**** The input ****

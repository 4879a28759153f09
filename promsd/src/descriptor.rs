//! Metric descriptor reconciliation
//!
//! A descriptor is the backend's record of a metric: its name, type and label
//! schema. The [`DescriptorCache`] remembers every descriptor this process
//! knows of and, once per scrape cycle, reconciles the transformed metric
//! families against them in one of two modes:
//!
//! * [`Reconcile::Update`], for metrics in the custom namespace this process
//!   owns. Missing or stale descriptors are created or refreshed in the cache
//!   and reported so the exporter can push them.
//! * [`Reconcile::Validate`], for built-in metrics owned by someone else. The
//!   cache is only read; unknown and conflicting families are reported.
//!
//! Findings are advisory. Nothing here fails a scrape cycle.

use std::{
    collections::{BTreeMap, BTreeSet},
    sync::{PoisonError, RwLock},
};

use rustc_hash::{FxHashMap, FxHashSet};
use tracing::{debug, info, warn};

use crate::model::{MetricFamily, MetricFamilyMap, MetricType};

/// Metrics prefix of the namespace this process owns descriptors in.
pub const CUSTOM_METRICS_PREFIX: &str = "custom.googleapis.com";

#[derive(Debug, Clone, Copy, PartialEq, Eq)]
/// How a cycle reconciles its families against the cache
pub enum Reconcile {
    /// Create and refresh descriptors
    Update,
    /// Check families against descriptors, read-only
    Validate,
}

impl Reconcile {
    /// Pick the mode for a source exporting under `metrics_prefix`.
    #[must_use]
    pub fn for_prefix(metrics_prefix: &str) -> Self {
        if metrics_prefix.starts_with(CUSTOM_METRICS_PREFIX) {
            Self::Update
        } else {
            Self::Validate
        }
    }
}

#[derive(Debug, Clone, Copy, PartialEq, Eq)]
/// Who owns a descriptor
pub enum Namespace {
    /// Created by this process in the custom namespace
    Custom,
    /// Registered externally, only ever validated against
    BuiltIn,
}

#[derive(Debug, Clone, PartialEq, Eq)]
/// The parts of a family a descriptor pins down
pub struct Shape {
    /// Metric type
    pub metric_type: MetricType,
    /// Every label name used by any sample
    pub labels: BTreeSet<String>,
}

impl Shape {
    /// The shape observed in `family`.
    #[must_use]
    pub fn of(family: &MetricFamily) -> Self {
        Self {
            metric_type: family.metric_type,
            labels: family
                .metrics
                .iter()
                .flat_map(|m| m.labels.keys().cloned())
                .collect(),
        }
    }

    /// Whether a family of shape `observed` can be written under this one.
    #[must_use]
    pub fn admits(&self, observed: &Shape) -> bool {
        self.metric_type == observed.metric_type && observed.labels.is_subset(&self.labels)
    }
}

#[derive(Debug, Clone, PartialEq, Eq)]
/// The cache's record of one descriptor
pub struct DescriptorEntry {
    /// Metric name
    pub name: String,
    /// Type and label schema
    pub shape: Shape,
    /// Help text the descriptor was created with
    pub description: String,
    /// Ownership of the descriptor
    pub namespace: Namespace,
    /// Whether the name was explicitly whitelisted when last reconciled
    pub whitelisted: bool,
}

impl DescriptorEntry {
    /// A built-in descriptor, as registered outside this process.
    #[must_use]
    pub fn built_in(name: impl Into<String>, shape: Shape) -> Self {
        Self {
            name: name.into(),
            shape,
            description: String::new(),
            namespace: Namespace::BuiltIn,
            whitelisted: false,
        }
    }
}

#[derive(Debug, Clone, PartialEq, Eq)]
/// What reconciliation concluded about one family
pub enum Finding {
    /// No descriptor existed; one was created and must be pushed
    Created,
    /// The descriptor changed and must be pushed again
    Refreshed {
        /// Shape before the refresh
        previous: Shape,
    },
    /// No descriptor exists, the family cannot be exported
    Unknown,
    /// The family does not fit the existing descriptor
    Conflict {
        /// Shape of the existing descriptor
        expected: Shape,
        /// Shape of the scraped family
        observed: Shape,
    },
}

#[derive(Debug, Clone, PartialEq, Eq)]
/// Per-family findings of one reconciliation pass
pub struct Report {
    /// Mode the pass ran in
    pub reconcile: Reconcile,
    /// Findings by family name. Families with nothing to report are absent.
    pub findings: BTreeMap<String, Finding>,
    /// Families passed over because they are not whitelisted
    pub skipped: BTreeSet<String>,
}

impl Report {
    fn new(reconcile: Reconcile) -> Self {
        Self {
            reconcile,
            findings: BTreeMap::new(),
            skipped: BTreeSet::new(),
        }
    }

    /// Families whose descriptor has to be created or pushed again.
    pub fn pending(&self) -> impl Iterator<Item = &str> {
        self.findings
            .iter()
            .filter(|(_, f)| matches!(f, Finding::Created | Finding::Refreshed { .. }))
            .map(|(name, _)| name.as_str())
    }

    /// Whether the family `name` may be exported.
    #[must_use]
    pub fn is_exportable(&self, name: &str) -> bool {
        !self.skipped.contains(name)
            && !matches!(
                self.findings.get(name),
                Some(Finding::Unknown | Finding::Conflict { .. })
            )
    }
}

fn is_whitelisted(name: &str, whitelist: &FxHashSet<String>) -> bool {
    whitelist.is_empty() || whitelist.contains(name)
}

#[derive(Debug, Default)]
/// Process-wide record of known metric descriptors
///
/// Shared by reference, usually through an `Arc`, across concurrent scrape
/// cycles. An update pass holds the write lock for its whole duration and a
/// validate pass the read lock, so entries are never observed half-written
/// and concurrent updates are never lost.
pub struct DescriptorCache {
    descriptors: RwLock<FxHashMap<String, DescriptorEntry>>,
}

impl DescriptorCache {
    /// Create an empty cache
    #[must_use]
    pub fn new() -> Self {
        Self::default()
    }

    /// Run the pass selected by `reconcile`.
    pub fn reconcile(
        &self,
        reconcile: Reconcile,
        families: &MetricFamilyMap,
        whitelist: &FxHashSet<String>,
    ) -> Report {
        match reconcile {
            Reconcile::Update => self.update_metric_descriptors(families, whitelist),
            Reconcile::Validate => self.validate_metric_descriptors(families, whitelist),
        }
    }

    /// Create or refresh the descriptor of every whitelisted family.
    ///
    /// A changed type replaces the descriptor's shape. New label names are
    /// merged into its schema; label names no longer observed are kept.
    /// The schema is the union of every label set seen, so a family that drops
    /// a label is not a change and triggers no refresh.
    pub fn update_metric_descriptors(
        &self,
        families: &MetricFamilyMap,
        whitelist: &FxHashSet<String>,
    ) -> Report {
        let mut report = Report::new(Reconcile::Update);
        let mut descriptors = self
            .descriptors
            .write()
            .unwrap_or_else(PoisonError::into_inner);

        for (name, family) in families {
            if !is_whitelisted(name, whitelist) {
                report.skipped.insert(name.clone());
                continue;
            }
            let observed = Shape::of(family);
            let whitelisted = whitelist.contains(name);

            let Some(entry) = descriptors.get_mut(name) else {
                info!("creating metric descriptor for {name}");
                descriptors.insert(
                    name.clone(),
                    DescriptorEntry {
                        name: name.clone(),
                        shape: observed,
                        description: family.help.clone(),
                        namespace: Namespace::Custom,
                        whitelisted,
                    },
                );
                report.findings.insert(name.clone(), Finding::Created);
                continue;
            };
            entry.whitelisted = whitelisted;

            let refreshed = if entry.shape.metric_type == observed.metric_type {
                let mut labels = entry.shape.labels.clone();
                labels.extend(observed.labels);
                Shape {
                    metric_type: observed.metric_type,
                    labels,
                }
            } else {
                observed
            };

            if refreshed == entry.shape && family.help == entry.description {
                debug!("metric descriptor for {name} is up to date");
                continue;
            }

            info!("refreshing metric descriptor for {name}");
            let previous = std::mem::replace(&mut entry.shape, refreshed);
            entry.description.clone_from(&family.help);
            report
                .findings
                .insert(name.clone(), Finding::Refreshed { previous });
        }

        report
    }

    /// Check every whitelisted family against its descriptor without
    /// modifying the cache.
    pub fn validate_metric_descriptors(
        &self,
        families: &MetricFamilyMap,
        whitelist: &FxHashSet<String>,
    ) -> Report {
        let mut report = Report::new(Reconcile::Validate);
        let descriptors = self
            .descriptors
            .read()
            .unwrap_or_else(PoisonError::into_inner);

        for (name, family) in families {
            if !is_whitelisted(name, whitelist) {
                report.skipped.insert(name.clone());
                continue;
            }
            let observed = Shape::of(family);

            match descriptors.get(name) {
                None => {
                    warn!("no metric descriptor for {name}, it will not be exported");
                    report.findings.insert(name.clone(), Finding::Unknown);
                }
                Some(entry) if !entry.shape.admits(&observed) => {
                    warn!(
                        "metric {name} conflicts with its descriptor: expected {expected:?}, observed {observed:?}",
                        expected = entry.shape
                    );
                    report.findings.insert(
                        name.clone(),
                        Finding::Conflict {
                            expected: entry.shape.clone(),
                            observed,
                        },
                    );
                }
                Some(_) => debug!("metric {name} matches its descriptor"),
            }
        }

        report
    }

    /// Record a descriptor known to exist, replacing any previous record.
    pub fn register(&self, entry: DescriptorEntry) {
        self.descriptors
            .write()
            .unwrap_or_else(PoisonError::into_inner)
            .insert(entry.name.clone(), entry);
    }

    /// Replace every record at once, e.g. from a fresh backend listing.
    pub fn refresh(&self, entries: impl IntoIterator<Item = DescriptorEntry>) {
        let fresh: FxHashMap<String, DescriptorEntry> = entries
            .into_iter()
            .map(|entry| (entry.name.clone(), entry))
            .collect();
        *self
            .descriptors
            .write()
            .unwrap_or_else(PoisonError::into_inner) = fresh;
    }

    /// A copy of the record for `name`.
    #[must_use]
    pub fn get(&self, name: &str) -> Option<DescriptorEntry> {
        self.descriptors
            .read()
            .unwrap_or_else(PoisonError::into_inner)
            .get(name)
            .cloned()
    }

    /// Number of known descriptors.
    #[must_use]
    pub fn len(&self) -> usize {
        self.descriptors
            .read()
            .unwrap_or_else(PoisonError::into_inner)
            .len()
    }

    /// Whether no descriptor is known.
    #[must_use]
    pub fn is_empty(&self) -> bool {
        self.len() == 0
    }
}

****

- Task brief
Starting at the first line of the records above, please copy every line exactly through the line containing "pub enum Reconcile", and stop there.

- Task output
repository 4879a28759153f09
filename promsd/src/descriptor.rs
//! Metric descriptor reconciliation
//!
//! A descriptor is the backend's record of a metric: its name, type and label
//! schema. The [`DescriptorCache`] remembers every descriptor this process
//! knows of and, once per scrape cycle, reconciles the transformed metric
//! families against them in one of two modes:
//!
//! * [`Reconcile::Update`], for metrics in the custom namespace this process
//!   owns. Missing or stale descriptors are created or refreshed in the cache
//!   and reported so the exporter can push them.
//! * [`Reconcile::Validate`], for built-in metrics owned by someone else. The
//!   cache is only read; unknown and conflicting families are reported.
//!
//! Findings are advisory. Nothing here fails a scrape cycle.

use std::{
    collections::{BTreeMap, BTreeSet},
    sync::{PoisonError, RwLock},
};

use rustc_hash::{FxHashMap, FxHashSet};
use tracing::{debug, info, warn};

use crate::model::{MetricFamily, MetricFamilyMap, MetricType};

/// Metrics prefix of the namespace this process owns descriptors in.
pub const CUSTOM_METRICS_PREFIX: &str = "custom.googleapis.com";

#[derive(Debug, Clone, Copy, PartialEq, Eq)]
/// How a cycle reconciles its families against the cache
pub enum Reconcile {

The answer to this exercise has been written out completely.